Transkript
Wann ist Metformin wirklich kontraindiziert?
Laktatazidose und Herzinsuffizienz differenziert betrachten
FORTBILDUNG
Ursprünglich standen die Biguanide im Ruf, gehäuft
lebensgefährliche Laktatazidosen zu verursachen.
Dieses Caveat ist mit dem heute einzig verbliebenen
Wirkstoff Metformin nicht mehr relevant. Aber wie
steht es um die Verabreichung beim Typ-2-Diabetiker
mit Herzinsuffizienz?
BRITISH MEDICAL JOURNAL
Insbesondere die UK Prospective Diabetes Study (UKPDS) hat eindrücklich gezeigt, dass Metformin bei übergewichtigen Typ2-Diabetikern mit einer geringeren kardiovaskulären Mortalität assoziiert ist als Sulfonylharnstoffe oder Insulin und auch die Gesamtmortalität verringerte, was bei den Vergleichstherapien bei gleich guter Blutzuckerkontrolle nicht beobachtet wurde.

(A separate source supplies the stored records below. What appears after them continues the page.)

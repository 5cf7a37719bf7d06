//! # Utility Modules
//!
//! Supporting pieces around the codec.
//!
//! ## Components
//! - **Logging**: `tracing-subscriber` setup from [`LoggingConfig`](crate::config::LoggingConfig)
//! - **Metrics**: Thread-safe codec counters

pub mod logging;
pub mod metrics;

pub use metrics::{CodecMetrics, MetricsSnapshot};
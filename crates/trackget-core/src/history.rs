//! Bounded lookup/download history, persisted as JSON arrays.
//!
//! Telemetry is best-effort: read failures and corrupt files degrade to an
//! empty history, write failures are logged and swallowed. Entries are
//! prepended and the oldest evicted past the cap (they are never re-read by
//! business logic, only shown to the user).

use std::path::{Path, PathBuf};

use serde::{de::DeserializeOwned, Deserialize, Serialize};
use tracing::warn;

use crate::api::TrackResult;

const HISTORY_FILE: &str = "history.json";
const DOWNLOADS_FILE: &str = "downloads.json";
const HISTORY_CAP: usize = 50;
const DOWNLOADS_CAP: usize = 100;

/// A successfully resolved lookup.
#[derive(Debug, Clone, PartialEq, Serialize, Deserialize)]
pub struct HistoryEntry {
    pub title: String,
    pub artist: String,
    pub timestamp: String,
    pub download_url: String,
}

/// A completed file save.
#[derive(Debug, Clone, PartialEq, Serialize, Deserialize)]
pub struct DownloadRecord {
    pub filename: String,
    pub timestamp: String,
}

pub struct HistoryStore {
    dir: PathBuf,
}

impl HistoryStore {
    pub fn new(dir: PathBuf) -> Self {
        Self { dir }
    }

    /// Record a resolved lookup (newest first, cap 50).
    pub fn record_lookup(&self, track: &TrackResult) {
        let entry = HistoryEntry {
            title: track.title.clone(),
            artist: track.artist.clone(),
            timestamp: now_rfc3339(),
            download_url: track.download_url.clone(),
        };
        self.prepend(HISTORY_FILE, entry, HISTORY_CAP);
    }

    /// Record a completed file save (newest first, cap 100).
    pub fn record_download(&self, filename: &str) {
        let record = DownloadRecord {
            filename: filename.to_string(),
            timestamp: now_rfc3339(),
        };
        self.prepend(DOWNLOADS_FILE, record, DOWNLOADS_CAP);
    }

    pub fn load_lookups(&self) -> Vec<HistoryEntry> {
        load_entries(&self.dir.join(HISTORY_FILE))
    }

    pub fn load_downloads(&self) -> Vec<DownloadRecord> {
        load_entries(&self.dir.join(DOWNLOADS_FILE))
    }

    fn prepend<T: Serialize + DeserializeOwned>(&self, file: &str, entry: T, cap: usize) {
        let path = self.dir.join(file);
        let mut entries: Vec<T> = load_entries(&path);
        entries.insert(0, entry);
        entries.truncate(cap);

        if let Err(e) = write_entries(&path, &entries) {
            warn!("failed to save {}: {}", file, e);
        }
    }
}

fn now_rfc3339() -> String {
    chrono::Utc::now().to_rfc3339()
}

fn load_entries<T: DeserializeOwned>(path: &Path) -> Vec<T> {
    let content = match std::fs::read_to_string(path) {
        Ok(c) => c,
        Err(_) => return Vec::new(),
    };
    match serde_json::from_str(&content) {
        Ok(entries) => entries,
        Err(e) => {
            warn!("ignoring corrupt history at {}: {}", path.display(), e);
            Vec::new()
        }
    }
}

fn write_entries<T: Serialize>(path: &Path, entries: &[T]) -> anyhow::Result<()> {
    if let Some(parent) = path.parent() {
        std::fs::create_dir_all(parent)?;
    }
    let content = serde_json::to_string(entries)?;
    std::fs::write(path, content)?;
    Ok(())
}

#[cfg(test)]
mod tests {
    use super::*;
    use tempfile::TempDir;

    fn track(title: &str) -> TrackResult {
        TrackResult {
            title: title.to_string(),
            artist: "A".to_string(),
            cover_url: None,
            duration_secs: None,
            size_label: None,
            download_url: format!("http://x/{}.mp3", title),
        }
    }

    #[test]
    fn test_lookups_capped_at_fifty_oldest_evicted() {
        let dir = TempDir::new().unwrap();
        let store = HistoryStore::new(dir.path().to_path_buf());

        for i in 0..51 {
            store.record_lookup(&track(&format!("t{}", i)));
        }

        let entries = store.load_lookups();
        assert_eq!(entries.len(), 50);
        // Most recent first; t0 (the oldest) was evicted.
        assert_eq!(entries[0].title, "t50");
        assert_eq!(entries.last().unwrap().title, "t1");
    }

    #[test]
    fn test_missing_file_loads_empty() {
        let dir = TempDir::new().unwrap();
        let store = HistoryStore::new(dir.path().to_path_buf());
        assert!(store.load_lookups().is_empty());
        assert!(store.load_downloads().is_empty());
    }

    #[test]
    fn test_corrupt_file_loads_empty() {
        let dir = TempDir::new().unwrap();
        std::fs::write(dir.path().join(HISTORY_FILE), "{not json]").unwrap();

        let store = HistoryStore::new(dir.path().to_path_buf());
        assert!(store.load_lookups().is_empty());

        // And recording on top of a corrupt file starts fresh.
        store.record_lookup(&track("t"));
        assert_eq!(store.load_lookups().len(), 1);
    }

    #[test]
    fn test_downloads_capped_at_one_hundred() {
        let dir = TempDir::new().unwrap();
        let store = HistoryStore::new(dir.path().to_path_buf());

        for i in 0..101 {
            store.record_download(&format!("f{}.mp3", i));
        }

        let records = store.load_downloads();
        assert_eq!(records.len(), 100);
        assert_eq!(records[0].filename, "f100.mp3");
    }
}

Dennoch sorgen Ängste vor möglichen Nebenwirkungen vielerorts offenbar für Verunsicherung, sodass Metformin Zuckerkranken, die eigentlich davon profitieren würden, vorenthalten wird. Tatsächlich enthalten die heutigen Arzneimittelinformationen eine längere Liste von Kontraindikationen und Vorsichtsmassnahmen (Kasten). Die Autoren haben in der Literatur nach Evidenz für den Einsatz von Metformin bei Vorliegen von Kontraindikationen, besonders bei Patienten mit Herzinsuffizienz, gesucht.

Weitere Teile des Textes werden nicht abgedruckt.